Each family in the village had its own locker. In the initial stage of the study, about 4,446 individuals (1,097 households) from the intervention village and 3,307 individuals (782 households) from the control village were recruited. About 16 attempted pesticide suicides in the intervention and 5 in control during the initial process.
When the study progressed, there were 4,308 individuals (1,063 households) in the intervention and 2,673 individuals (632 households) in the control sites who attempted suicide. Overall, there had been 10 cases of completed suicide whereas none at control villages.

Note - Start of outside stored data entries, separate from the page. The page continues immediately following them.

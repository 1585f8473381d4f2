//! Analysis of nested queries.
//!
//! Subquery expressions and derived tables are analyzed as queries of their
//! own with a scope extended by the query containing them. Resolution happens
//! in two phases. While the containing query is still being resolved, nested
//! queries are analyzed tentatively: errors that may go away once more of the
//! containing query is resolved are swallowed and the partial progress is
//! kept. Once the containing query is resolved, nested queries are finalized
//! and every error is fatal.

use tracing::debug;

use super::within_query;
use crate::analyzer::passthrough::strip_passthrough_nodes;
use crate::analyzer::rule::{AnalyzerRule, RuleId, RuleSelector};
use crate::analyzer::scope::Scope;
use crate::analyzer::{Analyzer, BatchSelector, DEFAULT_RULES, PartialAnalysis};
use crate::context::AnalysisContext;
use crate::errors::{AnalyzerError, Result};
use crate::expr::Expression;
use crate::expr::subquery_expr::SubqueryExpr;
use crate::logical::logical_subquery_alias::LogicalSubqueryAlias;
use crate::logical::operator::{LogicalOperator, Node};
use crate::transform::plan::{transform_node_expressions_up, transform_with_context};
use crate::transform::{Transformed, TreeIdentity};

/// Tentatively analyzes nested queries.
#[derive(Debug, Clone, Copy)]
pub struct ResolveSubqueries;

impl AnalyzerRule for ResolveSubqueries {
    fn id(&self) -> RuleId {
        RuleId::ResolveSubqueries
    }

    fn apply(
        &self,
        analyzer: &Analyzer,
        ctx: &AnalysisContext,
        plan: LogicalOperator,
        scope: &Scope,
        selector: &RuleSelector,
    ) -> Result<Transformed<LogicalOperator>> {
        resolve_subqueries(analyzer, ctx, plan, scope, selector, false)
    }
}

/// Analyzes nested queries a final time with every rule enabled.
#[derive(Debug, Clone, Copy)]
pub struct FinalizeSubqueries;

impl AnalyzerRule for FinalizeSubqueries {
    fn id(&self) -> RuleId {
        RuleId::FinalizeSubqueries
    }

    fn apply(
        &self,
        analyzer: &Analyzer,
        ctx: &AnalysisContext,
        plan: LogicalOperator,
        scope: &Scope,
        selector: &RuleSelector,
    ) -> Result<Transformed<LogicalOperator>> {
        resolve_subqueries(analyzer, ctx, plan, scope, selector, true)
    }
}

fn resolve_subqueries(
    analyzer: &Analyzer,
    ctx: &AnalysisContext,
    plan: LogicalOperator,
    scope: &Scope,
    selector: &RuleSelector,
    finalize: bool,
) -> Result<Transformed<LogicalOperator>> {
    transform_with_context(plan, &mut within_query, &mut |_, node| match node {
        LogicalOperator::SubqueryAlias(sqa) => {
            analyze_derived_table(analyzer, ctx, sqa, scope, selector, finalize)
        }
        node => transform_node_expressions_up(node, &mut |owner, expr| match expr {
            Expression::Subquery(subquery) => analyze_subquery_expression(
                analyzer, ctx, owner, subquery, scope, selector, finalize,
            ),
            other => Ok(Transformed::same(other)),
        }),
    })
}

/// Analyze the query of a subquery expression found in `owner`.
///
/// Always reported as a new tree. Convergence is left to the batch comparing
/// plans.
fn analyze_subquery_expression(
    analyzer: &Analyzer,
    ctx: &AnalysisContext,
    owner: &LogicalOperator,
    mut subquery: SubqueryExpr,
    scope: &Scope,
    selector: &RuleSelector,
    finalize: bool,
) -> Result<Transformed<Expression>> {
    let (sub_ctx, _guard) = ctx.new_sub_context();
    let sub_scope = scope.new_scope(owner);
    let query = subquery.query.take();

    let result = if finalize {
        analyzer.analyze_with_selector(&sub_ctx, query, &sub_scope, BatchSelector::All, selector)
    } else {
        let selector = selector.for_subquery_resolution();
        analyzer.analyze_with_selector(&sub_ctx, query, &sub_scope, BatchSelector::All, &selector)
    };

    let query = match result {
        Ok(analyzed) => strip_passthrough_nodes(analyzed.data),
        Err(PartialAnalysis { plan, error }) if !finalize && error.is_deferrable() => {
            debug!(
                %error,
                scope = ?sub_scope.inner_to_outer(),
                "deferring subquery resolution"
            );
            plan
        }
        Err(partial) => return Err(partial.error),
    };

    Ok(Transformed::new_tree(Expression::Subquery(
        subquery.with_query(query),
    )))
}

/// Analyze the input of a derived table one level deeper than `scope`.
fn analyze_derived_table(
    analyzer: &Analyzer,
    ctx: &AnalysisContext,
    mut sqa: Node<LogicalSubqueryAlias>,
    scope: &Scope,
    selector: &RuleSelector,
    finalize: bool,
) -> Result<Transformed<LogicalOperator>> {
    let (sub_ctx, _guard) = ctx.new_sub_context();
    let sub_scope = scope.for_derived_table();

    let mut identity = TreeIdentity::SameTree;
    if !scope.is_empty() && !sqa.node.outer_scope_visibility {
        sqa.node.outer_scope_visibility = true;
        identity = TreeIdentity::NewTree;
    }

    let input = sqa.take_one_child_exact()?;
    let result = if finalize {
        analyzer.analyze_starting_at_batch(&sub_ctx, input, &sub_scope, DEFAULT_RULES, selector)
    } else {
        analyzer.analyze_through_batch(&sub_ctx, input, &sub_scope, DEFAULT_RULES, selector)
    };

    let analyzed = match result {
        Ok(analyzed) => analyzed,
        Err(PartialAnalysis { plan, error }) if !finalize && error.is_deferrable() => {
            debug!(
                %error,
                alias = %sqa.node.name,
                depth = sub_scope.depth(),
                "deferring derived table resolution"
            );
            sqa.children = vec![plan];
            return Ok(Transformed::new_tree(LogicalOperator::SubqueryAlias(sqa)));
        }
        Err(partial) => return Err(partial.error),
    };

    let input = strip_passthrough_nodes(analyzed.data);
    check_column_count(&sqa.node, &input)?;

    sqa.children = vec![input];
    Ok(Transformed::new(
        LogicalOperator::SubqueryAlias(sqa),
        identity.and(analyzed.identity),
    ))
}

fn check_column_count(sqa: &LogicalSubqueryAlias, input: &LogicalOperator) -> Result<()> {
    if sqa.columns.is_empty() {
        return Ok(());
    }
    let produced = input.schema().len();
    if produced != sqa.columns.len() {
        return Err(AnalyzerError::ColumnCountMismatch {
            alias: sqa.name.clone(),
            declared: sqa.columns.len(),
            produced,
        });
    }
    Ok(())
}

The results revealed that most participants found the storage facility to be both useful and acceptable. In addition to protecting against wastage, they felt that it helped prevent pesticide suicides as the pesticides stored here were not readily accessible.
The primary analyses were done on an intention to treat basis. This simple and cost-effective community intervention has the potential to reduce pesticide suicides.
The Werther phenomenon
The term was coined by sociologist David Phillips in 1974 to refer to the tendency to copy a suicide. The name comes from the book ‘Sorrows of Young Werther’ by Wolfgang Goethe, in which the hero, Werther kills himself for love. The book described in detail the suicide and the method adopted.
In 1774, the year of its publication, 40 youngsters took their own lives like Werther.
Very often, vulnerable people take a tip or two from detailed news reports and try to copy the same method. Prompted by this finding, the WHO has issued a set of guidelines for media reporting on suicides.